[Aim of the exercise] The data should be duplicated exactly, with every word kept as it is.

Records contained in a dataset
**********
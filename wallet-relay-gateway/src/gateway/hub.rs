use super::protocol::Frame;
use dashmap::DashMap;
use std::sync::Arc;
use std::time::Duration;
use tokio::sync::broadcast::error::RecvError;
use tokio::sync::mpsc::error::TrySendError;
use tokio::sync::{broadcast, mpsc};
use uuid::Uuid;
use wallet_relay_connector::{ServiceEvent, WalletServiceHandle};

/// Gateway-internal events. Logged and available to local subscribers, never
/// sent to remote connections.
#[derive(Debug, Clone, PartialEq, Eq)]
pub enum GatewayEvent {
    AuthSuccess { connection: Uuid },
    AuthFailure { connection: Uuid },
    Error { message: String },
}

impl GatewayEvent {
    pub fn name(&self) -> &'static str {
        match self {
            GatewayEvent::AuthSuccess { .. } => "auth.success",
            GatewayEvent::AuthFailure { .. } => "auth.failure",
            GatewayEvent::Error { .. } => "error",
        }
    }
}

#[derive(Debug, Clone)]
pub struct HubOptions {
    pub auth_timeout: Duration,
    pub outbound_buffer: usize,
}

/// Shared state of the gateway: the authenticated connection set and the
/// handle to the wallet service requests are dispatched to.
pub struct Hub {
    pub(super) service: WalletServiceHandle,
    pub(super) secret_hash: String,
    pub(super) options: HubOptions,
    /// Outbound queues of authenticated connections only.
    pub(super) sessions: DashMap<Uuid, mpsc::Sender<Frame>>,
    events: broadcast::Sender<GatewayEvent>,
}

impl Hub {
    pub fn new(service: WalletServiceHandle, secret_hash: String, options: HubOptions) -> Self {
        let (events, _) = broadcast::channel(64);
        Self {
            service,
            secret_hash,
            options,
            sessions: DashMap::new(),
            events,
        }
    }

    pub fn options(&self) -> &HubOptions {
        &self.options
    }

    pub fn subscribe(&self) -> broadcast::Receiver<GatewayEvent> {
        self.events.subscribe()
    }

    pub fn authenticated_count(&self) -> usize {
        self.sessions.len()
    }

    pub(super) fn emit(&self, event: GatewayEvent) {
        match &event {
            GatewayEvent::AuthSuccess { connection } => {
                tracing::info!(connection = %connection, "Connection authenticated")
            }
            GatewayEvent::AuthFailure { connection } => {
                tracing::warn!(connection = %connection, "Connection failed authentication")
            }
            GatewayEvent::Error { message } => tracing::warn!("{}", message),
        }
        let _ = self.events.send(event);
    }

    /// Queues `frame` on every authenticated connection without waiting.
    /// A connection whose queue is full or closed misses the frame.
    pub fn broadcast(&self, frame: &Frame) {
        let targets: Vec<(Uuid, mpsc::Sender<Frame>)> = self
            .sessions
            .iter()
            .map(|entry| (*entry.key(), entry.value().clone()))
            .collect();

        for (connection, tx) in targets {
            let reason = match tx.try_send(frame.clone()) {
                Ok(()) => continue,
                Err(TrySendError::Full(_)) => "outbound queue is full",
                Err(TrySendError::Closed(_)) => "connection is closed",
            };
            self.emit(GatewayEvent::Error {
                message: format!(
                    "Failed to deliver '{}' to connection {}: {}",
                    frame.event, connection, reason
                ),
            });
        }
    }

    /// Forwards every public service event to all authenticated connections.
    pub async fn relay(self: Arc<Self>, mut events: broadcast::Receiver<ServiceEvent>) {
        loop {
            match events.recv().await {
                Ok(event) if event.is_public() => {
                    self.broadcast(&Frame::new(event.name(), event.payload()))
                }
                Ok(_) => {}
                Err(RecvError::Lagged(skipped)) => {
                    tracing::warn!(skipped, "Gateway fell behind the event bus")
                }
                Err(RecvError::Closed) => break,
            }
        }
        tracing::info!("Event bus closed; gateway relay stopped.");
    }
}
**********
[Solution for this task]
filename wallet-relay-gateway/src/gateway/hub.rs
use super::protocol::Frame;
use dashmap::DashMap;
use std::sync::Arc;
use std::time::Duration;
use tokio::sync::broadcast::error::RecvError;
use tokio::sync::mpsc::error::TrySendError;
use tokio::sync::{broadcast, mpsc};
use uuid::Uuid;
use wallet_relay_connector::{ServiceEvent, WalletServiceHandle};

/// Gateway-internal events. Logged and available to local subscribers, never
/// sent to remote connections.
#[derive(Debug, Clone, PartialEq, Eq)]
pub enum GatewayEvent {
    AuthSuccess { connection: Uuid },
    AuthFailure { connection: Uuid },
    Error { message: String },
}

impl GatewayEvent {
    pub fn name(&self) -> &'static str {
        match self {
            GatewayEvent::AuthSuccess { .. } => "auth.success",
            GatewayEvent::AuthFailure { .. } => "auth.failure",
            GatewayEvent::Error { .. } => "error",
        }
    }
}

#[derive(Debug, Clone)]
pub struct HubOptions {
    pub auth_timeout: Duration,
    pub outbound_buffer: usize,
}

/// Shared state of the gateway: the authenticated connection set and the
/// handle to the wallet service requests are dispatched to.
pub struct Hub {
    pub(super) service: WalletServiceHandle,
    pub(super) secret_hash: String,
    pub(super) options: HubOptions,
    /// Outbound queues of authenticated connections only.
    pub(super) sessions: DashMap<Uuid, mpsc::Sender<Frame>>,
    events: broadcast::Sender<GatewayEvent>,
}

impl Hub {
    pub fn new(service: WalletServiceHandle, secret_hash: String, options: HubOptions) -> Self {
        let (events, _) = broadcast::channel(64);
        Self {
            service,
            secret_hash,
            options,
            sessions: DashMap::new(),
            events,
        }
    }

    pub fn options(&self) -> &HubOptions {
        &self.options
    }

    pub fn subscribe(&self) -> broadcast::Receiver<GatewayEvent> {
        self.events.subscribe()
    }

    pub fn authenticated_count(&self) -> usize {
        self.sessions.len()
    }

    pub(super) fn emit(&self, event: GatewayEvent) {
        match &event {
            GatewayEvent::AuthSuccess { connection } => {
                tracing::info!(connection = %connection, "Connection authenticated")
            }
            GatewayEvent::AuthFailure { connection } => {
                tracing::warn!(connection = %connection, "Connection failed authentication")
            }
            GatewayEvent::Error { message } => tracing::warn!("{}", message),
        }
        let _ = self.events.send(event);
    }

    /// Queues `frame` on every authenticated connection without waiting.
    /// A connection whose queue is full or closed misses the frame.
    pub fn broadcast(&self, frame: &Frame) {
        let targets: Vec<(Uuid, mpsc::Sender<Frame>)> = self
            .sessions
            .iter()
            .map(|entry| (*entry.key(), entry.value().clone()))
            .collect();

        for (connection, tx) in targets {
            let reason = match tx.try_send(frame.clone()) {
                Ok(()) => continue,
                Err(TrySendError::Full(_)) => "outbound queue is full",
                Err(TrySendError::Closed(_)) => "connection is closed",
            };
            self.emit(GatewayEvent::Error {
                message: format!(
                    "Failed to deliver '{}' to connection {}: {}",
                    frame.event, connection, reason
                ),
            });
        }
    }

    /// Forwards every public service event to all authenticated connections.
    pub async fn relay(self: Arc<Self>, mut events: broadcast::Receiver<ServiceEvent>) {
        loop {
            match events.recv().await {
                Ok(event) if event.is_public() => {
                    self.broadcast(&Frame::new(event.name(), event.payload()))
                }
                Ok(_) => {}
                Err(RecvError::Lagged(skipped)) => {
                    tracing::warn!(skipped, "Gateway fell behind the event bus")
                }
                Err(RecvError::Closed) => break,
            }
        }
        tracing::info!("Event bus closed; gateway relay stopped.");
    }
}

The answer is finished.